U.S. natural gas prices


U.S. residential electricity price

West Texas Intermediate (WTI) crude oil price

June, 12 2019
Sempra Energy ships first liquefied natural gas cargo from Cameron LNG export facility

U.S. LNG export capacity

Source: U.S. Energy Information Administration, U.S. liquefaction capacity database

On May 31, 2019, Sempra Energy, the majority owner of the Cameron liquefied natural gas (LNG) export facility, announced that the company had shipped its first cargo of LNG, becoming the fourth such facility in the United States to enter service since 2016. Upon completion of Phase 1 of the Cameron LNG project, U.S. baseload operational LNG-export capacity increased to about 4.8 billion cubic feet per day (Bcf/d).

Cameron LNG’s export facility is located in Hackberry, Louisiana, next to the company’s existing LNG-import terminal. Phase 1 of the project includes three liquefaction units—referred to as trains—that will export a projected 12 million tons per year of LNG exports, or about 1.7 Bcf/d.

Train 1 is currently producing LNG, and the first LNG shipment departed the facility aboard the ship Marvel Crane. The facility will continue to ship commissioning cargos until it receives approval from the Federal Energy Regulatory Commission to begin commercial shipments. Commissioning cargos refer to pre-commercial cargo loaded while export facility operations are still undergoing final testing and inspection. Trains 2 and 3 are expected to come online in the first and second quarters of 2020, according to Sempra Energy’s first-quarter 2019 earnings call.

Cameron LNG has regulatory approval to expand the facility through two additional phases, which involve the construction of two additional liquefaction units that would increase the facility’s LNG capacity to about 3.5 Bcf/d. These additional phases do not have final investment decisions.

Cameron LNG secured an authorization from the U.S. Department of Energy to export LNG to Free Trade Agreement (FTA) countries as well as to countries with which the United States does not have Free Trade Agreements (non-FTA countries). A considerable portion of the LNG shipments is expected to fulfill long-term contracts in Asian countries, similar to other LNG-export facilities located in the Gulf of Mexico region.
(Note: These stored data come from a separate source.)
//! Configuration error types

use thiserror::Error;

/// Configuration error type
#[derive(Debug, Error)]
pub enum ConfigError {
    /// Configuration file missing
    #[error("Configuration file not found: {0}")]
    NotFound(String),

    /// Field failed validation
    #[error("Invalid value for '{field}': {hint}")]
    Invalid { field: String, hint: String },

    /// IO error
    #[error("IO error: {0}")]
    Io(#[from] std::io::Error),

    /// YAML parsing error
    #[error("YAML parsing error: {0}")]
    Yaml(#[from] serde_yaml::Error),

    /// JSON parsing error
    #[error("JSON parsing error: {0}")]
    Json(#[from] serde_json::Error),
}

impl ConfigError {
    pub fn invalid(field: impl Into<String>, hint: impl Into<String>) -> Self {
        Self::Invalid {
            field: field.into(),
            hint: hint.into(),
        }
    }
}

/// Configuration result type
pub type ConfigResult<T> = Result<T, ConfigError>;

#[cfg(test)]
mod tests {
    use super::*;

    #[test]
    fn test_invalid_display() {
        let err = ConfigError::invalid("sync.interval_minutes", "must be at least 1");
        assert_eq!(
            err.to_string(),
            "Invalid value for 'sync.interval_minutes': must be at least 1"
        );
    }
}
use crate::geometry::Polygon;
use crate::math::distance_2d::point_to_segment_dist;
use crate::math::{distance_tolerance, Point2, TOLERANCE};
use crate::operations::locate::{locate_in_polygon, RingLocation};

use super::split::BoundarySegment;

/// Direction of the coincident stretch of the other polygon's boundary.
#[derive(Debug, Clone, Copy, PartialEq, Eq)]
pub enum BoundarySide {
    Same,
    Opposite,
}

/// Classification of a boundary segment relative to the other polygon.
#[derive(Debug, Clone, Copy, PartialEq, Eq)]
pub enum SegmentClass {
    Inside,
    Outside,
    Boundary(BoundarySide),
}

/// Classifies a split segment by its midpoint.
///
/// Splitting has already cut every segment at each crossing, so the midpoint
/// is strictly inside, strictly outside, or the whole segment runs along the
/// other polygon's boundary. In the boundary case the collinear edge
/// containing the midpoint decides whether the two boundaries run the same
/// or the opposite way.
#[must_use]
pub fn classify_segment(segment: &BoundarySegment, other: &Polygon) -> SegmentClass {
    let mid = segment.midpoint();
    match locate_in_polygon(&mid, other) {
        RingLocation::Inside => SegmentClass::Inside,
        RingLocation::Outside => SegmentClass::Outside,
        RingLocation::OnBoundary => SegmentClass::Boundary(boundary_side(segment, &mid, other)),
    }
}

/// Finds the edge of `other` that is collinear with `segment` and contains
/// its midpoint, and compares directions. A bare point touch with no
/// collinear edge reports `Same`, so the keep-once rule applies.
fn boundary_side(segment: &BoundarySegment, mid: &Point2, other: &Polygon) -> BoundarySide {
    let dir = segment.end - segment.start;
    let tol = distance_tolerance(mid);

    for contour in &other.contours {
        let ring = contour.ring();
        let n = ring.len();
        if n < 3 {
            continue;
        }
        for i in 0..n {
            let a = &ring[i];
            let b = &ring[(i + 1) % n];
            if point_to_segment_dist(mid, a, b) > tol {
                continue;
            }
            let edge = b - a;
            let cross = dir.x * edge.y - dir.y * edge.x;
            if cross.abs() > TOLERANCE * dir.norm() * edge.norm() {
                // The midpoint only touches this edge; keep looking for a
                // collinear one.
                continue;
            }
            return if dir.dot(&edge) >= 0.0 {
                BoundarySide::Same
            } else {
                BoundarySide::Opposite
            };
        }
    }
    BoundarySide::Same
}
Cameron LNG will be the fourth U.S. LNG-export facility placed into service since February 2016. LNG exports rose steadily in 2016 and 2017 as liquefaction trains at the Sabine Pass LNG-export facility entered service, with additional increases through 2018 as units entered service at Cove Point LNG and Corpus Christi LNG. Monthly exports of LNG exports reached more than 4.0 Bcf/d for the first time in January 2019.

U.S. LNG exports

Source: U.S. Energy Information Administration, Natural Gas Monthly

Currently, two additional liquefaction facilities are being commissioned in the United States—the Elba Island LNG in Georgia and the Freeport LNG in Texas. Elba Island LNG consists of 10 modular liquefaction trains, each with a capacity of 0.03 Bcf/d. The first train at Elba Island is expected to be placed into service in mid-2019, and the remaining nine trains will be commissioned sequentially during the following months. Freeport LNG consists of three liquefaction trains with a combined baseload capacity of 2.0 Bcf/d. The first train is expected to be placed in service during the third quarter of 2019.

EIA’s database of liquefaction facilities contains a complete list and status of U.S. liquefaction facilities.